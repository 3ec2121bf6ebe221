// File: crates/analytics-core/src/theme.rs
// Summary: Light/Dark theming and the ordered category palette.

use std::str::FromStr;

use crate::error::AnalyticsError;
use crate::geometry::Color;

const CATEGORY_PALETTE: [Color; 8] = [
    Color::from_rgb(0x4e, 0x79, 0xa7), // blue
    Color::from_rgb(0xf2, 0x8e, 0x2b), // orange
    Color::from_rgb(0xe1, 0x57, 0x59), // red
    Color::from_rgb(0x76, 0xb7, 0xb2), // teal
    Color::from_rgb(0x59, 0xa1, 0x4f), // green
    Color::from_rgb(0xed, 0xc9, 0x48), // yellow
    Color::from_rgb(0xb0, 0x7a, 0xa1), // purple
    Color::from_rgb(0xff, 0x9d, 0xa7), // pink
];

const HIGH_CONTRAST_PALETTE: [Color; 6] = [
    Color::from_rgb(0x00, 0xff, 0xff),
    Color::from_rgb(0xff, 0xff, 0x00),
    Color::from_rgb(0xff, 0x00, 0xff),
    Color::from_rgb(0x00, 0xff, 0x00),
    Color::from_rgb(0xff, 0x80, 0x00),
    Color::from_rgb(0xff, 0xff, 0xff),
];

#[derive(Clone, Copy, Debug, PartialEq)]
pub struct Theme {
    pub name: &'static str,
    pub background: Color,
    pub axis_line: Color,
    pub axis_label: Color,
    pub line_stroke: Color,
    pub bar: Color,
    pub present: Color,
    pub absent: Color,
    /// Wedge fills, assigned by position modulo length.
    pub palette: &'static [Color],
}

impl Theme {
    pub fn light() -> Self {
        Self {
            name: "light",
            background: Color::from_rgb(250, 250, 252),
            axis_line: Color::from_rgb(60, 60, 70),
            axis_label: Color::from_rgb(20, 20, 30),
            line_stroke: Color::from_rgb(32, 120, 200),
            bar: Color::from_rgb(40, 120, 200),
            present: Color::from_rgb(20, 160, 90),
            absent: Color::from_rgb(200, 60, 60),
            palette: &CATEGORY_PALETTE,
        }
    }

    pub fn dark() -> Self {
        Self {
            name: "dark",
            background: Color::from_rgb(18, 18, 20),
            axis_line: Color::from_rgb(180, 180, 190),
            axis_label: Color::from_rgb(235, 235, 245),
            line_stroke: Color::from_rgb(64, 160, 255),
            bar: Color::from_rgb(96, 156, 255),
            present: Color::from_rgb(40, 200, 120),
            absent: Color::from_rgb(220, 80, 80),
            palette: &CATEGORY_PALETTE,
        }
    }

    pub fn high_contrast_dark() -> Self {
        Self {
            name: "high-contrast-dark",
            background: Color::from_rgb(0x00, 0x00, 0x00),
            axis_line: Color::from_rgb(0xff, 0xff, 0xff),
            axis_label: Color::from_rgb(0xff, 0xff, 0xff),
            line_stroke: Color::from_rgb(0x00, 0xff, 0xff),
            bar: Color::from_rgb(0x00, 0xaa, 0xff),
            present: Color::from_rgb(0x00, 0xff, 0x00),
            absent: Color::from_rgb(0xff, 0x00, 0x00),
            palette: &HIGH_CONTRAST_PALETTE,
        }
    }

    /// Fill for the category at position `i`.
    pub fn palette_color(&self, i: usize) -> Color {
        if self.palette.is_empty() {
            return self.bar;
        }
        self.palette[i % self.palette.len()]
    }
}

impl Default for Theme {
    fn default() -> Self { Theme::light() }
}

impl FromStr for Theme {
    type Err = AnalyticsError;

    fn from_str(s: &str) -> Result<Self, Self::Err> {
        presets()
            .into_iter()
            .find(|t| t.name.eq_ignore_ascii_case(s.trim()))
            .ok_or_else(|| AnalyticsError::UnknownTheme(s.to_string()))
    }
}

/// Return a list of built-in theme presets.
pub fn presets() -> Vec<Theme> {
    vec![Theme::light(), Theme::dark(), Theme::high_contrast_dark()]
}

#[cfg(test)]
mod tests {
    use super::*;

    #[test]
    fn themes_parse_by_name() {
        assert_eq!("Dark".parse::<Theme>().unwrap().name, "dark");
        assert_eq!(
            "neon".parse::<Theme>().unwrap_err(),
            AnalyticsError::UnknownTheme("neon".into())
        );
    }

    #[test]
    fn palette_cycles_by_position() {
        let t = Theme::light();
        assert_eq!(t.palette_color(0), t.palette_color(t.palette.len()));
        let bare = Theme { palette: &[], ..Theme::light() };
        assert_eq!(bare.palette_color(3), bare.bar);
    }
}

□ □ □ □ □

On how many lines of the data does the word "impl" appear? Only the number is wanted.

→ **FINISHED TASK**
3